Increased urinary levels of CXCL5, CXCL8 and CXCL9 in patients with Type 2 diabetic nephropathy
- PMID: 18413205
- DOI: 10.1016/j.jdiacomp.2007.12.001
Increased urinary levels of CXCL5, CXCL8 and CXCL9 in patients with Type 2 diabetic nephropathy
Abstract
CXC chemokines are particularly significant for leukocyte infiltration in inflammatory diseases. Recent reports have shown that inflammation is one of potential pathogenic mechanisms for diabetic nephropathy. However, information on inflammation related with CXC chemokines in human Type 2 diabetic nephropathy still remains scarce.

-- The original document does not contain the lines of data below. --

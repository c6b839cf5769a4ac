//! Remote query service layer.
//!
//! Provides a trait-based interface over the asynchronous query service
//! (submit, check status, fetch results), so the execution client can run
//! against Amazon Athena or an in-memory mock interchangeably.

mod http;
mod mock;
mod signing;
mod types;

pub use http::{AthenaHttpClient, AthenaHttpConfig};
pub use mock::MockQueryService;
pub use signing::{Credentials, SigV4Signer, SignedHeaders, SigningRequest};
pub use types::{
    ColumnInfo, QueryExecution, QueryState, ResultLocation, ResultSet, Row, StartQueryRequest,
};

use async_trait::async_trait;
use std::sync::Arc;
use thiserror::Error;

/// Failure reported by a [`QueryService`] call.
#[derive(Error, Debug, Clone, PartialEq, Eq)]
pub enum ServiceError {
    /// The request never produced a response (connect failure, timeout, ...).
    #[error("transport error: {0}")]
    Transport(String),

    /// The service answered with an error body.
    #[error("{code}: {message}")]
    Api { code: String, message: String },

    /// The service answered with something that could not be decoded.
    #[error("invalid response: {0}")]
    InvalidResponse(String),
}

impl ServiceError {
    pub fn transport(msg: impl Into<String>) -> Self {
        Self::Transport(msg.into())
    }

    pub fn api(code: impl Into<String>, msg: impl Into<String>) -> Self {
        Self::Api {
            code: code.into(),
            message: msg.into(),
        }
    }

    pub fn invalid_response(msg: impl Into<String>) -> Self {
        Self::InvalidResponse(msg.into())
    }
}

/// Result type for raw service calls.
pub type ServiceResult<T> = std::result::Result<T, ServiceError>;

/// Trait defining the remote calls the execution client consumes.
///
/// Implementations only transport requests; retry and polling policy live
/// in the execution client.
#[async_trait]
pub trait QueryService: Send + Sync {
    /// Starts a query and returns the execution id assigned by the service.
    async fn start_query_execution(&self, request: &StartQueryRequest) -> ServiceResult<String>;

    /// Returns the current state of an execution.
    async fn get_query_execution(&self, execution_id: &str) -> ServiceResult<QueryExecution>;

    /// Returns the first page of results of an execution.
    async fn get_query_results(&self, execution_id: &str) -> ServiceResult<ResultSet>;

    /// Asks the service to stop an execution.
    async fn stop_query_execution(&self, execution_id: &str) -> ServiceResult<()>;
}

#[async_trait]
impl<T: QueryService + ?Sized> QueryService for Box<T> {
    async fn start_query_execution(&self, request: &StartQueryRequest) -> ServiceResult<String> {
        (**self).start_query_execution(request).await
    }

    async fn get_query_execution(&self, execution_id: &str) -> ServiceResult<QueryExecution> {
        (**self).get_query_execution(execution_id).await
    }

    async fn get_query_results(&self, execution_id: &str) -> ServiceResult<ResultSet> {
        (**self).get_query_results(execution_id).await
    }

    async fn stop_query_execution(&self, execution_id: &str) -> ServiceResult<()> {
        (**self).stop_query_execution(execution_id).await
    }
}

#[async_trait]
impl<T: QueryService + ?Sized> QueryService for Arc<T> {
    async fn start_query_execution(&self, request: &StartQueryRequest) -> ServiceResult<String> {
        (**self).start_query_execution(request).await
    }

    async fn get_query_execution(&self, execution_id: &str) -> ServiceResult<QueryExecution> {
        (**self).get_query_execution(execution_id).await
    }

    async fn get_query_results(&self, execution_id: &str) -> ServiceResult<ResultSet> {
        (**self).get_query_results(execution_id).await
    }

    async fn stop_query_execution(&self, execution_id: &str) -> ServiceResult<()> {
        (**self).stop_query_execution(execution_id).await
    }
}
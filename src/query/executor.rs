//! Query execution against the remote query service.
//!
//! Drives the submit → poll → fetch lifecycle of one job at a time. Polling
//! waits between status checks without blocking the runtime and can be
//! aborted with a cancellation token.

use std::time::Duration;

use tokio::time::Instant;
use tokio_util::sync::CancellationToken;
use tracing::{debug, error, info, info_span, warn, Instrument, Span};

use super::QueryBuilder;
use crate::athena::{
    AthenaHttpClient, AthenaHttpConfig, QueryExecution, QueryService, QueryState, ResultLocation,
    ResultSet, StartQueryRequest,
};
use crate::config::AthenaSettings;
use crate::error::{QueryError, Result};

/// Default number of status checks before giving up.
pub const DEFAULT_MAX_ATTEMPTS: u32 = 60;

/// Default pause between status checks.
pub const DEFAULT_POLL_INTERVAL: Duration = Duration::from_secs(5);

/// Bounds the polling loop: at most `max_attempts` status checks, spaced by
/// `poll_interval`.
#[derive(Debug, Clone, Copy, PartialEq, Eq)]
pub struct PollPolicy {
    pub max_attempts: u32,
    pub poll_interval: Duration,
}

impl PollPolicy {
    pub fn new(max_attempts: u32, poll_interval: Duration) -> Result<Self> {
        if max_attempts == 0 {
            return Err(QueryError::config("max_attempts must be at least 1"));
        }
        Ok(Self {
            max_attempts,
            poll_interval,
        })
    }

    /// Longest time `poll` can spend waiting between checks.
    pub fn max_wait(&self) -> Duration {
        self.poll_interval * self.max_attempts.saturating_sub(1)
    }
}

impl Default for PollPolicy {
    fn default() -> Self {
        Self {
            max_attempts: DEFAULT_MAX_ATTEMPTS,
            poll_interval: DEFAULT_POLL_INTERVAL,
        }
    }
}

/// Outcome of a complete `run`.
#[derive(Debug, Clone)]
pub struct QueryOutcome {
    /// The job as last observed by polling; `state` is always terminal.
    pub execution: QueryExecution,
    /// First page of results, fetched regardless of the terminal state.
    pub result_set: ResultSet,
    /// Wall-clock time from submission to fetched results.
    pub elapsed: Duration,
}

impl QueryOutcome {
    pub fn succeeded(&self) -> bool {
        self.execution.state == QueryState::Succeeded
    }
}

/// Client that submits queries, waits for them and fetches their results.
///
/// The client reports remote outcomes; a FAILED or CANCELLED job is not an
/// error here, callers inspect the returned state.
pub struct QueryExecutionClient<S> {
    service: S,
    database: String,
    output_location: ResultLocation,
    workgroup: Option<String>,
    policy: PollPolicy,
    span: Span,
}

impl QueryExecutionClient<AthenaHttpClient> {
    /// Creates a client talking to Athena with validated settings.
    pub fn from_settings(settings: &AthenaSettings) -> Result<Self> {
        let mut http = AthenaHttpConfig::new(&settings.region, settings.credentials.clone());
        if let Some(endpoint) = &settings.endpoint {
            http = http.with_endpoint(endpoint);
        }
        let service = AthenaHttpClient::new(http)?;

        let mut client = Self::new(
            service,
            &settings.database,
            ResultLocation::new(&settings.output_bucket, &settings.output_folder),
        )
        .with_poll_policy(settings.poll_policy);
        if let Some(workgroup) = &settings.workgroup {
            client = client.with_workgroup(workgroup);
        }
        Ok(client)
    }
}

impl<S: QueryService> QueryExecutionClient<S> {
    /// Creates a client with the default poll policy.
    pub fn new(service: S, database: impl Into<String>, output_location: ResultLocation) -> Self {
        let database = database.into();
        let span = info_span!("query_client", database = %database);
        Self {
            service,
            database,
            output_location,
            workgroup: None,
            policy: PollPolicy::default(),
            span,
        }
    }

    pub fn with_poll_policy(mut self, policy: PollPolicy) -> Self {
        self.policy = policy;
        self
    }

    pub fn with_workgroup(mut self, workgroup: impl Into<String>) -> Self {
        self.workgroup = Some(workgroup.into());
        self
    }

    /// Replaces the span all diagnostics of this client are recorded in.
    pub fn with_span(mut self, span: Span) -> Self {
        self.span = span;
        self
    }

    pub fn service(&self) -> &S {
        &self.service
    }

    /// Submits query text and returns the execution id. Not retried.
    pub async fn submit(&self, query_text: &str) -> Result<String> {
        async {
            let request = StartQueryRequest {
                query_text: query_text.to_string(),
                database: self.database.clone(),
                output_location: self.output_location.uri(),
                workgroup: self.workgroup.clone(),
            };

            let execution_id = self
                .service
                .start_query_execution(&request)
                .await
                .map_err(|e| {
                    error!("Error starting query execution: {e}");
                    QueryError::submission(e.to_string())
                })?;

            if execution_id.is_empty() {
                error!("Query service returned an empty execution id");
                return Err(QueryError::submission("service returned no execution id"));
            }

            info!(execution_id = %execution_id, output = %request.output_location, "Query submitted");
            Ok(execution_id)
        }
        .instrument(self.span.clone())
        .await
    }

    /// Waits until the execution reaches a terminal state.
    pub async fn poll(&self, execution_id: &str) -> Result<QueryExecution> {
        self.poll_with_cancel(execution_id, &CancellationToken::new())
            .await
    }

    /// Waits until the execution reaches a terminal state or `cancel` fires.
    ///
    /// Performs at most `max_attempts` status checks, sleeping
    /// `poll_interval` between consecutive checks. Failed checks are logged
    /// and retried. Errors:
    /// - `PollingExhausted` when the final check failed,
    /// - `PollTimeout` when the final check still saw a running job,
    /// - `Cancelled` when the token fired, even mid-check; the job is asked to stop.
    pub async fn poll_with_cancel(
        &self,
        execution_id: &str,
        cancel: &CancellationToken,
    ) -> Result<QueryExecution> {
        async {
            let max_attempts = self.policy.max_attempts;
            let mut last_error: Option<String> = None;
            debug!(
                execution_id,
                max_attempts,
                max_wait = ?self.policy.max_wait(),
                "Polling query status"
            );

            for attempt in 1..=max_attempts {
                if attempt > 1 {
                    tokio::select! {
                        biased;
                        _ = cancel.cancelled() => return Err(self.abandon(execution_id).await),
                        _ = tokio::time::sleep(self.policy.poll_interval) => {}
                    }
                }

                let checked = tokio::select! {
                    biased;
                    _ = cancel.cancelled() => return Err(self.abandon(execution_id).await),
                    checked = self.service.get_query_execution(execution_id) => checked,
                };

                match checked {
                    Ok(execution) if execution.state.is_terminal() => {
                        info!(
                            execution_id,
                            attempt,
                            state = %execution.state,
                            "Query reached terminal state"
                        );
                        return Ok(execution);
                    }
                    Ok(execution) => {
                        debug!(execution_id, attempt, state = %execution.state, "Query still in progress");
                        last_error = None;
                    }
                    Err(e) => {
                        let err = QueryError::status_check(attempt, e.to_string());
                        warn!(execution_id, "{err}");
                        last_error = Some(e.to_string());
                    }
                }
            }

            match last_error {
                Some(message) => {
                    error!(execution_id, "Giving up after {max_attempts} failed status checks");
                    Err(QueryError::PollingExhausted {
                        attempts: max_attempts,
                        message,
                    })
                }
                None => {
                    error!(execution_id, "Query still running after {max_attempts} status checks");
                    Err(QueryError::PollTimeout {
                        attempts: max_attempts,
                    })
                }
            }
        }
        .instrument(self.span.clone())
        .await
    }

    /// Fetches the first page of results. Not retried.
    pub async fn fetch_results(&self, execution_id: &str) -> Result<ResultSet> {
        async {
            let result_set = self
                .service
                .get_query_results(execution_id)
                .await
                .map_err(|e| {
                    error!("Error getting query results: {e}");
                    QueryError::fetch(e.to_string())
                })?;

            debug!(execution_id, rows = result_set.row_count(), "Fetched query results");
            Ok(result_set)
        }
        .instrument(self.span.clone())
        .await
    }

    /// Submits, polls and fetches in sequence; the first failure aborts.
    pub async fn run(&self, query_text: &str) -> Result<QueryOutcome> {
        self.run_with_cancel(query_text, &CancellationToken::new())
            .await
    }

    /// Like [`run`](Self::run), with a cancellation token for the polling phase.
    pub async fn run_with_cancel(
        &self,
        query_text: &str,
        cancel: &CancellationToken,
    ) -> Result<QueryOutcome> {
        let start = Instant::now();
        let result = self.run_stages(query_text, cancel).await;

        match result {
            Ok((execution, result_set)) => Ok(QueryOutcome {
                execution,
                result_set,
                elapsed: start.elapsed(),
            }),
            Err(e) => {
                error!(parent: &self.span, "Error running query: {e}");
                Err(e)
            }
        }
    }

    /// Builds the query text of `builder` and runs it.
    pub async fn run_builder(&self, builder: &dyn QueryBuilder) -> Result<QueryOutcome> {
        let query_text = builder.build()?;
        info!(parent: &self.span, "About to run the following query: {query_text}");
        self.run(&query_text).await
    }

    async fn run_stages(
        &self,
        query_text: &str,
        cancel: &CancellationToken,
    ) -> Result<(QueryExecution, ResultSet)> {
        let execution_id = self.submit(query_text).await?;
        let execution = self.poll_with_cancel(&execution_id, cancel).await?;

        if execution.state != QueryState::Succeeded {
            warn!(
                parent: &self.span,
                execution_id = %execution_id,
                state = %execution.state,
                reason = execution.state_change_reason.as_deref().unwrap_or("none"),
                "Query did not succeed; fetching results anyway"
            );
        }

        let result_set = self.fetch_results(&execution_id).await?;
        Ok((execution, result_set))
    }

    /// Requests a stop after cancellation and returns the error to report.
    async fn abandon(&self, execution_id: &str) -> QueryError {
        info!(execution_id, "Polling cancelled, stopping query");
        if let Err(e) = self.service.stop_query_execution(execution_id).await {
            warn!("Failed to stop query {execution_id}: {e}");
        }
        QueryError::Cancelled(execution_id.to_string())
    }
}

We measured urinary and serum levels of three CXC chemokines, CXCL5, CXCL8 and CXCL9, in 45 Type 2 diabetic patients (DM), 42 primary renal disease (PRD) patients and 22 healthy controls by enzyme-linked immunosorbent assay. Urinary levels of CXCL5, CXCL8 and CXCL9 in DM were significantly elevated compared to those in controls (P<.0001, P<.01, P<.001; respectively). They increased consistent with urinary albumin excretion rate (UAER) and correlated with UAER in partial correlation analyses (r=0.41, P<.01; r=0.40, P<.01; r=0.45, P<.01; respectively). Urinary levels of CXCL5 in DM were significantly interrelated to HbA(1c) (r=0.42, P<.01). On the other hand, PRD showed significant increased levels of urinary CXCL8 and CXCL9 compared to controls (P<.001, P<.01; respectively), and so did PRD as UAER increased. However, there were no significant elevations of urinary levels of CXCL5 in PRD in spite of the increased UAER. We found significant associations of UAER in DM with diabetes duration, 1/serum creatinine, urinary CXCL5 (adjusted R(2)=0.67, P<.0001) or CXCL9 (adjusted R(2)=0.69, P<.0001) in a stepwise multiple regression analysis. These results suggest that these three CXC chemokines may be involved in the progression of human Type 2 diabetic nephropathy and that CXCL5 may be of use for telling diabetic nephropathy from primary renal diseases.